- **What the task asks**:
Every line containing the string "questions" is to be copied from the records.

Collected data entries
↓

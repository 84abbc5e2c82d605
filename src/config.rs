//! Loading agent configuration (prompt overrides) from TOML.
//!
//! See `AgentConfig` and `Prompts` for expected schema. Every template uses
//! `{key}` placeholders filled by `util::fill_template`.

use serde::Deserialize;
use tracing::{info, error};

#[derive(Clone, Debug, Deserialize, Default)]
pub struct AgentConfig {
  #[serde(default)]
  pub prompts: Prompts,
}

/// Prompts used by the OpenAI provider. Defaults target programming practice.
/// Any field left out of the TOML keeps its default.
#[derive(Clone, Debug, Deserialize)]
#[serde(default)]
pub struct Prompts {
  // Question generation ({topic}, {difficulty}, {preference})
  pub question_system: String,
  pub question_user_template: String,
  /// Used when the learner accepts either type; asks for the dual shape.
  pub dual_question_user_template: String,
  // Grading
  pub code_grading_system: String,
  pub code_grading_user_template: String,
  pub answer_grading_system: String,
  pub answer_grading_user_template: String,
  // Reference solution
  pub solution_system: String,
  pub solution_user_template: String,
  // Hint on demand
  pub hint_system: String,
  pub hint_user_template: String,
  // Topic suggestion
  pub topic_system: String,
  pub topic_user_template: String,
}

impl Default for Prompts {
  fn default() -> Self {
    Self {
      question_system: "You are an expert in writing coding and conceptual programming questions for learners, each with one helpful hint. Respond ONLY with strict JSON.".into(),
      question_user_template: "Topic: {topic}\nDifficulty: {difficulty}\nPreferred question type: {preference}\n\nIf the preference is 'coding' you MUST write a coding task. If it is 'conceptual' you MUST write a conceptual question.\nAlso write ONE concise, actionable hint that points at a key concept, approach or pitfall. The hint must not give away the solution and must not contain code.\nReturn JSON {\"question\": string, \"hint\": string, \"questionType\": \"coding\" | \"conceptual\"}.".into(),
      dual_question_user_template: "Topic: {topic}\nDifficulty: {difficulty}\n\nWrite one coding task AND one conceptual question on this topic, each with ONE concise hint that does not reveal the solution and contains no code.\nReturn JSON {\"codingQuestion\": string, \"codingHint\": string, \"conceptualQuestion\": string, \"conceptualHint\": string, \"questionTypeGenerated\": \"both\"}.".into(),
      code_grading_system: "You are a strict but encouraging code reviewer grading a learner's solution. Reply as compact JSON.".into(),
      code_grading_user_template: "Topic: {topic}\nDifficulty: {difficulty}\nCode:\n```\n{code}\n```\n\nGrade correctness, clarity and fit for the difficulty.\nReturn JSON {\"score\": integer 0-100, \"passed\": boolean, \"feedback\": string}. 'passed' = true if score >= 70.".into(),
      answer_grading_system: "You are a programming tutor grading a learner's answer to a conceptual question. Reply as compact JSON.".into(),
      answer_grading_user_template: "Topic: {topic}\nDifficulty: {difficulty}\nQuestion: {question}\nAnswer: {answer}\n\nReturn JSON {\"score\": integer 0-100, \"passed\": boolean, \"feedback\": string}. 'passed' = true if score >= 70.".into(),
      solution_system: "You are a programming tutor writing model answers. Reply as compact JSON.".into(),
      solution_user_template: "Topic: {topic}\nDifficulty: {difficulty}\nQuestion type: {question_type}\nQuestion: {question}\n\nWrite a reference solution (code for coding tasks, prose for conceptual questions) and a short explanation.\nReturn JSON {\"solution\": string, \"explanation\": string}.".into(),
      hint_system: "You are an expert programming tutor. Give ONE concise, actionable hint. Never reveal the solution or include code. Reply as compact JSON.".into(),
      hint_user_template: "Question: {question}\nTopic: {topic}\nDifficulty: {difficulty}\nReturn JSON {\"hint\": string}.".into(),
      topic_system: "You are a programming tutor. Reply as compact JSON.".into(),
      topic_user_template: "Suggest one programming topic a {difficulty} learner can study and practice. Keep it to a few words.\nReturn JSON {\"topic\": string}.".into(),
    }
  }
}

/// Attempt to load `AgentConfig` from AGENT_CONFIG_PATH. On any parsing/IO error, returns None.
pub fn load_agent_config_from_env() -> Option<AgentConfig> {
  let path = std::env::var("AGENT_CONFIG_PATH").ok()?;
  match std::fs::read_to_string(&path) {
    Ok(s) => match parse_agent_config(&s) {
      Ok(cfg) => {
        info!(target: "codecrafter", %path, "Loaded agent config (TOML)");
        Some(cfg)
      }
      Err(e) => {
        error!(target: "codecrafter", %path, error = %e, "Failed to parse TOML config");
        None
      }
    },
    Err(e) => {
      error!(target: "codecrafter", %path, error = %e, "Failed to read TOML config file");
      None
    }
  }
}

pub fn parse_agent_config(s: &str) -> Result<AgentConfig, toml::de::Error> {
  toml::from_str::<AgentConfig>(s)
}

#[cfg(test)]
mod tests {
  use super::*;

  #[test]
  fn partial_prompt_override_keeps_defaults() {
    let cfg = parse_agent_config(
      r#"
        [prompts]
        hint_system = "Be brief."
      "#,
    )
    .unwrap();
    assert_eq!(cfg.prompts.hint_system, "Be brief.");
    assert_eq!(cfg.prompts.solution_system, Prompts::default().solution_system);
  }

  #[test]
  fn empty_file_is_all_defaults() {
    let cfg = parse_agent_config("").unwrap();
    assert_eq!(cfg.prompts.topic_user_template, Prompts::default().topic_user_template);
  }
}
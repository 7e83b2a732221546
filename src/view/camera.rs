//! World to screen camera
//!
//! Follows the player horizontally. Zoom is an integer step count; the scale
//! is `1.01^zoom`. The transform translates the camera position to the
//! origin, scales, then moves the origin to the viewport centre.

use glam::{Affine2, Vec2};
use serde::{Deserialize, Serialize};

use crate::sim::TickInput;

/// Zoom steps in either direction
pub const MAX_ZOOM: i32 = 2400;
/// Initial zoom step
pub const DEFAULT_ZOOM: i32 = 48;
/// Scale factor per zoom step
const ZOOM_BASE: f32 = 1.01;

#[derive(Debug, Clone, Copy, PartialEq, Serialize, Deserialize)]
pub struct Camera {
    pub viewport: Vec2,
    pub position: Vec2,
    pub zoom: i32,
}

impl Camera {
    pub fn new(viewport: Vec2, position: Vec2) -> Self {
        Self {
            viewport,
            position,
            zoom: DEFAULT_ZOOM,
        }
    }

    /// Track the player horizontally and apply held zoom keys
    pub fn update(&mut self, player_pos: Vec2, input: &TickInput) {
        self.position.x = player_pos.x;

        if input.zoom_out && self.zoom > -MAX_ZOOM {
            self.zoom -= 1;
        }
        if input.zoom_in && self.zoom < MAX_ZOOM {
            self.zoom += 1;
        }
    }

    #[inline]
    pub fn scale(&self) -> f32 {
        ZOOM_BASE.powi(self.zoom)
    }

    /// World to screen transform
    pub fn world_matrix(&self) -> Affine2 {
        Affine2::from_translation(self.viewport * 0.5)
            * Affine2::from_scale(Vec2::splat(self.scale()))
            * Affine2::from_translation(-self.position)
    }

    pub fn world_to_screen(&self, world: Vec2) -> Vec2 {
        self.world_matrix().transform_point2(world)
    }

    /// Screen to world, or `None` when the transform cannot be inverted
    pub fn screen_to_world(&self, screen: Vec2) -> Option<Vec2> {
        invert(self.world_matrix()).map(|m| m.transform_point2(screen))
    }
}

fn invert(m: Affine2) -> Option<Affine2> {
    let det = m.matrix2.determinant();
    if det == 0.0 || !det.is_finite() {
        return None;
    }
    let inv = m.inverse();
    inv.is_finite().then_some(inv)
}
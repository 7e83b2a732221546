//! Drawable projection onto the tower
//!
//! The visible tower face is a strip centred on the player. Bodies far enough
//! to either side are mirrored back onto the far face of the tower and drawn
//! behind it; past one more tower width they are hidden.

use glam::Vec2;
use serde::{Deserialize, Serialize};

use crate::sim::GameState;

/// Gap between the tower edge and the point where bodies turn around
const EDGE_MARGIN: f32 = 10.0;

/// Draw layers, back to front
#[derive(Debug, Clone, Copy, PartialEq, Eq, PartialOrd, Ord, Hash, Serialize, Deserialize)]
pub enum Layer {
    Background,
    BehindTower,
    Tower,
    BeforeTower,
    Ui,
    Invisible,
}

/// What a drawable belongs to. Platform keys reuse the pool slot index.
#[derive(Debug, Clone, Copy, PartialEq, Eq, Hash, Serialize, Deserialize)]
pub enum DrawKey {
    Player,
    Platform(usize),
}

#[derive(Debug, Clone, Copy, PartialEq, Serialize, Deserialize)]
pub struct Drawable {
    pub key: DrawKey,
    pub pos: Vec2,
    pub size: Vec2,
    pub layer: Layer,
    /// Mirror the sprite horizontally
    pub flip_h: bool,
}

/// Draw position and layer of a box seen from `player_x`. `x` must already
/// be unwrapped near the player.
pub fn project(pos: Vec2, size: Vec2, player_x: f32, tower_width: f32) -> (Vec2, Layer) {
    let reach = tower_width / 2.0 + size.x + EDGE_MARGIN;
    let left_edge = player_x - reach;
    let right_edge = player_x + reach;
    let right = pos.x + size.x;

    let mut draw = pos;
    let mut layer = Layer::BeforeTower;

    if pos.x <= left_edge {
        let offset = (pos.x - left_edge).abs();
        draw.x = left_edge + offset;
        layer = if pos.x <= left_edge - tower_width {
            Layer::Invisible
        } else {
            Layer::BehindTower
        };
    }

    if right >= right_edge {
        let offset = (right - right_edge).abs();
        draw.x = right_edge - offset - size.x;
        layer = if right >= right_edge + tower_width {
            Layer::Invisible
        } else {
            Layer::BehindTower
        };
    }

    (draw, layer)
}

/// Drawables for the player and every live platform, platforms in slot order
pub fn collect(state: &GameState) -> Vec<Drawable> {
    let player_pos = state.player_pos();
    let tower_width = state.settings.tower_width;
    let mut out = Vec::with_capacity(state.spawner.live_count() + 1);

    if let Some(body) = state.space.get(state.player.body) {
        out.push(Drawable {
            key: DrawKey::Player,
            pos: body.pos,
            size: body.size,
            layer: Layer::BeforeTower,
            flip_h: !state.player.facing_right,
        });
    }

    for (slot, platform) in state.spawner.iter_live() {
        let Some(body) = state.space.get(platform.body) else {
            continue;
        };
        let x = state.space.unwrap_near(body.pos.x, player_pos.x);
        let (pos, layer) = project(Vec2::new(x, body.pos.y), body.size, player_pos.x, tower_width);
        out.push(Drawable {
            key: DrawKey::Platform(slot),
            pos,
            size: body.size,
            layer,
            flip_h: false,
        });
    }

    out
}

↑

- **Response area**:
      question_system: "You are an expert in writing coding and conceptual programming questions for learners, each with one helpful hint. Respond ONLY with strict JSON.".into(),
      solution_user_template: "Topic: {topic}\nDifficulty: {difficulty}\nQuestion type: {question_type}\nQuestion: {question}\n\nWrite a reference solution (code for coding tasks, prose for conceptual questions) and a short explanation.\nReturn JSON {\"solution\": string, \"explanation\": string}.".into(),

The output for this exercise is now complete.